How GIPHY uses Fastly to Achieve Global Scale
April 20, 2021 by

GIPHY serves a lot of GIF media content. Over 10 billion pieces of content per day, in fact. In addition to media requests, which represent the actual download of GIFs, we also provide public API and SDK services for developers to use in their products, which gives their users access to our enormous library.
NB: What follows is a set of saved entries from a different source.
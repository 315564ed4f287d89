use actix_web::{HttpRequest, HttpResponse, Result as ActixResult};

use crate::models::{
    ApiResponse, ErrorCode,
    auth::{LoginRequest, LoginResponse, LoginUser},
};
use crate::utils::password::verify_password;

use super::AuthService;

pub async fn handle_login(
    service: &AuthService,
    login_request: LoginRequest,
    request: &HttpRequest,
) -> ActixResult<HttpResponse> {
    let storage = service.get_storage(request);
    let config = service.get_config();

    if login_request.email.trim().is_empty() || login_request.password.is_empty() {
        return Ok(HttpResponse::BadRequest().json(ApiResponse::error_empty(
            ErrorCode::BadRequest,
            "Email and password are required",
        )));
    }

    // 1. 根据邮箱获取用户信息
    match storage.get_user_by_email(login_request.email.trim()).await {
        Ok(Some(user)) => {
            // 2. 被停用的账号直接拒绝
            if !user.active {
                return Ok(HttpResponse::Forbidden().json(ApiResponse::error_empty(
                    ErrorCode::AccountBlocked,
                    format!(
                        "Your account has been blocked, contact {}",
                        config.app.admin_contact
                    ),
                )));
            }

            // 3. 验证密码
            if !verify_password(&login_request.password, &user.password_hash) {
                return Ok(HttpResponse::Unauthorized().json(ApiResponse::error_empty(
                    ErrorCode::AuthFailed,
                    "Email or password is incorrect",
                )));
            }

            // 4. 更新最后登录时间
            let _ = storage.update_last_login(user.id).await;

            // 5. 生成访问令牌
            match user.generate_access_token() {
                Ok(token) => {
                    tracing::info!("User {} logged in successfully", user.email);

                    let response = LoginResponse {
                        token,
                        expires_in: config.jwt.access_token_expiry * 60, // 转换为秒
                        user: LoginUser::from(&user),
                    };

                    Ok(HttpResponse::Ok().json(ApiResponse::success(response, "Login successful")))
                }
                Err(e) => {
                    tracing::error!("Failed to generate JWT token: {}", e);
                    Ok(
                        HttpResponse::InternalServerError().json(ApiResponse::error_empty(
                            ErrorCode::InternalServerError,
                            "Login failed, unable to generate token",
                        )),
                    )
                }
            }
        }
        Ok(None) => Ok(HttpResponse::Unauthorized().json(ApiResponse::error_empty(
            ErrorCode::AuthFailed,
            "Email or password is incorrect",
        ))),
        Err(e) => Ok(
            HttpResponse::InternalServerError().json(ApiResponse::error_empty(
                ErrorCode::InternalServerError,
                format!("Login failed: {e}"),
            )),
        ),
    }
}
//! 课程创建表单解析
//!
//! 前端以 multipart 提交：结构化字段是 JSON 字符串（chapters、
//! allowed_class_ids），文件字段是封面（cover）与课时视频
//! （video_{chapter_idx}_{lesson_idx}，从 0 计）。

use actix_multipart::Multipart;
use futures_util::TryStreamExt;
use futures_util::stream::StreamExt;
use std::collections::HashMap;

use crate::config::AppConfig;
use crate::models::courses::entities::CourseChapter;
use crate::models::courses::requests::CreateCourseForm;
use crate::utils::validate_magic_bytes;

/// 解析后的 multipart 内容：文本字段 + 文件字段
pub struct CourseFormData {
    pub form: CreateCourseForm,
    pub cover: Option<Vec<u8>>,
    /// (chapter_idx, lesson_idx) -> 视频数据
    pub videos: HashMap<(usize, usize), Vec<u8>>,
}

pub enum FormError {
    Invalid(String),
    FileTooLarge(String),
    BadFileType(String),
}

/// 从扩展名猜不出类型时，靠 magic bytes 粗分图片/视频
fn looks_like_image(data: &[u8]) -> bool {
    [".jpg", ".png", ".gif", ".webp"]
        .iter()
        .any(|ext| validate_magic_bytes(data, ext))
}

fn looks_like_video(data: &[u8]) -> bool {
    [".mp4", ".webm"]
        .iter()
        .any(|ext| validate_magic_bytes(data, ext))
}

pub async fn parse_course_form(mut payload: Multipart) -> Result<CourseFormData, FormError> {
    let config = AppConfig::get();

    let mut text_fields: HashMap<String, String> = HashMap::new();
    let mut cover: Option<Vec<u8>> = None;
    let mut videos: HashMap<(usize, usize), Vec<u8>> = HashMap::new();

    while let Ok(Some(mut field)) = payload.try_next().await {
        let disposition = field.content_disposition();
        let name = disposition
            .and_then(|cd| cd.get_name())
            .unwrap_or_default()
            .to_string();
        let file_name = disposition
            .and_then(|cd| cd.get_filename())
            .unwrap_or_default()
            .to_lowercase();

        // 文件字段先过扩展名白名单
        if !file_name.is_empty() {
            let extension = file_name
                .rsplit_once('.')
                .map(|(_, ext)| format!(".{ext}"))
                .unwrap_or_default();
            let allowed = if name == "cover" {
                &config.upload.allowed_image_types
            } else {
                &config.upload.allowed_video_types
            };
            if !allowed.iter().any(|t| t.eq_ignore_ascii_case(&extension)) {
                return Err(FormError::BadFileType(name));
            }
        }

        let mut data: Vec<u8> = Vec::new();
        let limit = if name == "cover" {
            config.upload.max_image_size
        } else if name.starts_with("video_") {
            config.upload.max_video_size
        } else {
            // 文本字段沿用图片上限，足够容纳章节 JSON
            config.upload.max_image_size
        };

        while let Some(chunk) = field.next().await {
            let chunk = chunk.map_err(|e| FormError::Invalid(format!("Broken upload: {e}")))?;
            if data.len() + chunk.len() > limit {
                return Err(FormError::FileTooLarge(name));
            }
            data.extend_from_slice(&chunk);
        }

        if name == "cover" {
            if !looks_like_image(&data) {
                return Err(FormError::BadFileType("cover".into()));
            }
            cover = Some(data);
        } else if let Some(indices) = name.strip_prefix("video_") {
            let mut parts = indices.splitn(2, '_');
            let chapter: usize = parts
                .next()
                .and_then(|s| s.parse().ok())
                .ok_or_else(|| FormError::Invalid(format!("Bad video field name: {name}")))?;
            let lesson: usize = parts
                .next()
                .and_then(|s| s.parse().ok())
                .ok_or_else(|| FormError::Invalid(format!("Bad video field name: {name}")))?;
            if !looks_like_video(&data) {
                return Err(FormError::BadFileType(name));
            }
            videos.insert((chapter, lesson), data);
        } else {
            let value = String::from_utf8(data)
                .map_err(|_| FormError::Invalid(format!("Field {name} is not valid UTF-8")))?;
            text_fields.insert(name, value);
        }
    }

    let title = text_fields.remove("title").unwrap_or_default();
    let description = text_fields.remove("description").filter(|d| !d.is_empty());
    let subject_id = text_fields
        .remove("subject_id")
        .and_then(|raw| raw.parse::<i64>().ok());

    let allowed_class_ids = match text_fields.remove("allowed_class_ids") {
        Some(raw) if !raw.trim().is_empty() => serde_json::from_str::<Vec<i64>>(&raw)
            .map_err(|e| FormError::Invalid(format!("Invalid allowed_class_ids: {e}")))?,
        _ => Vec::new(),
    };

    let chapters = match text_fields.remove("chapters") {
        Some(raw) if !raw.trim().is_empty() => serde_json::from_str::<Vec<CourseChapter>>(&raw)
            .map_err(|e| FormError::Invalid(format!("Invalid chapters: {e}")))?,
        _ => Vec::new(),
    };

    Ok(CourseFormData {
        form: CreateCourseForm {
            title,
            description,
            subject_id,
            allowed_class_ids,
            chapters,
        },
        cover,
        videos,
    })
}

/// 媒体托管上的课程目录：{teacher_slug}_{id前5位}/{title_slug}
pub fn course_folder(teacher_name: &str, teacher_id: i64, title: &str) -> String {
    let teacher_slug = teacher_name.to_lowercase().replace(char::is_whitespace, "_");
    let id_prefix: String = teacher_id.to_string().chars().take(5).collect();
    let title_slug: String = title
        .to_lowercase()
        .replace(char::is_whitespace, "_")
        .chars()
        .filter(|c| c.is_ascii_alphanumeric() || *c == '_')
        .collect();
    format!("courses/{teacher_slug}_{id_prefix}/{title_slug}")
}

#[cfg(test)]
mod tests {
    use super::*;

    #[test]
    fn test_course_folder() {
        assert_eq!(
            course_folder("Ana Souza", 42, "Robotics Basics!"),
            "courses/ana_souza_42/robotics_basics"
        );
        assert_eq!(
            course_folder("Jo", 1234567, "A B"),
            "courses/jo_12345/a_b"
        );
    }
}
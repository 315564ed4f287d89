pub mod extractor;
pub mod file_magic;
pub mod jwt;
pub mod parameter_error_handler;
pub mod password;
pub mod sql;
pub mod time;
pub mod validate;

pub use extractor::{
    SafeActivityIdI64, SafeAttendanceIdI64, SafeChapterIndex, SafeClassIdI64, SafeCourseIdI64,
    SafeGuardianIdI64, SafeIdI64, SafeLessonIdI64, SafePublicId, SafeReportCardIdI64,
    SafeScoreIdI64, SafeStudentIdI64, SafeSubjectIdI64, SafeTeacherIdI64, SafeUserIdI64,
};
pub use file_magic::validate_magic_bytes;
pub use parameter_error_handler::{json_error_handler, query_error_handler};
pub use sql::escape_like_pattern;
pub use time::{intervals_overlap, parse_hhmm};
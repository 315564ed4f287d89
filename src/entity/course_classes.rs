//! 课程-班级准入关联实体

use sea_orm::entity::prelude::*;

#[derive(Clone, Debug, PartialEq, DeriveEntityModel)]
#[sea_orm(table_name = "course_classes")]
pub struct Model {
    #[sea_orm(primary_key)]
    pub id: i64,
    pub course_id: i64,
    pub class_id: i64,
    pub created_at: i64,
}

#[derive(Copy, Clone, Debug, EnumIter, DeriveRelation)]
pub enum Relation {
    #[sea_orm(
        belongs_to = "super::courses::Entity",
        from = "Column::CourseId",
        to = "super::courses::Column::Id"
    )]
    Course,
    #[sea_orm(
        belongs_to = "super::classes::Entity",
        from = "Column::ClassId",
        to = "super::classes::Column::Id"
    )]
    Class,
}

impl Related<super::courses::Entity> for Entity {
    fn to() -> RelationDef {
        Relation::Course.def()
    }
}

impl ActiveModelBehavior for ActiveModel {}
As with many tech companies with large daily traffic volume, we have scalability challenges. Our systems have to be able to handle a high volume of requests (in the 100K requests per second range) and have a low latency response. There’s nothing worse than waiting for something to load — especially a GIF!
This is where an edge cloud platform plays a role: instead of making our AWS servers handle every request that comes our way, an edge cloud platform caches as much of the media content and search result JSON payload as possible. This works well because neither media content, nor API responses change often. The edge cloud platform servers also distribute the request load among various regions. We use Fastly as our edge cloud platform provider to help us serve billions of pieces of content to our users.
Fastly Solution
Fastly provides a variety of features that allow us to deliver content at scale. These features can be broadly categorized as:
– Cache Layering
– Cache Management
– Edge Computing
Cache Layering
A basic edge cloud platform set up has the content cached at the edge. These server nodes are distributed globally and deliver the cached content to users making requests in their region. In the event the edge node does not have the content, it will make a request to our origin server to retrieve it.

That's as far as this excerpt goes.